It wasn't the first time he had been drunk, between the three of them they had enough negligent parenting to get away with stealing a bottle or two every couple of weeks or so since the beginning of the year. They'd smuggle them out of their homes and pound down the street on their bikes, giggling at danger of the act, the thrill as they roared past a cop car, the chief of police passed out in the passenger seat on the side of the road. 

Sometimes they'd drink themselves stupid, until none of them could balance on their bikes and they resigned themselves to collapsing together in a pile wherever they landed, waiting until they were sober enough to pedal home and slip in through their open windows. Whether that be at 3am or 9am.
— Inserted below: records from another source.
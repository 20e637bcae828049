//! Detection error types.

use hostprobe_core::{CoreError, HostnameSource};

/// Result type alias for detection operations.
pub type Result<T> = std::result::Result<T, DetectError>;

/// Resource detection errors.
#[derive(Debug, thiserror::Error)]
pub enum DetectError {
    /// The OS type could not be determined. Terminal: there is no fallback.
    #[error("failed getting OS type: {0}")]
    OsType(#[source] CoreError),

    /// A single hostname source failed.
    #[error("failed getting {what}: {error}")]
    Source {
        /// The source that failed.
        hostname_source: HostnameSource,
        /// What the source was trying to read.
        what: &'static str,
        /// The underlying failure.
        #[source]
        error: CoreError,
    },

    /// Every configured hostname source failed.
    #[error("all hostname sources failed to get hostname")]
    AllSourcesFailed,

    /// Invalid detector configuration.
    #[error(transparent)]
    Config(#[from] CoreError),
}

impl DetectError {
    /// Creates a hostname source error.
    #[must_use]
    pub const fn source_failed(
        hostname_source: HostnameSource,
        what: &'static str,
        error: CoreError,
    ) -> Self {
        Self::Source {
            hostname_source,
            what,
            error,
        }
    }
}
They cared little for the safety of where they landed, a small town mentality mixed with the invincibility of their youth left little concern to linger upon their minds on those nights.

Other times Steve would invite a girl along, and they'd match Carol and Tommy every step of the way, loud and messy and inexperienced and pretending they loved every second of it despite everything feeling a little gross and a little wrong. 

On the rare occasion, such as tonight, Steve would come alone and Tommy and Carol would have each other, firmly intertwined, huffing and puffing and laughing and moaning. Steve didn't mind it too much. It was on these nights Steve liked to walk, leave the loving couple behind as he let the feeling of isolation wash through him, the eerie silence of the forest broken only by his light footsteps trodding through the sticks, leaves and grass. 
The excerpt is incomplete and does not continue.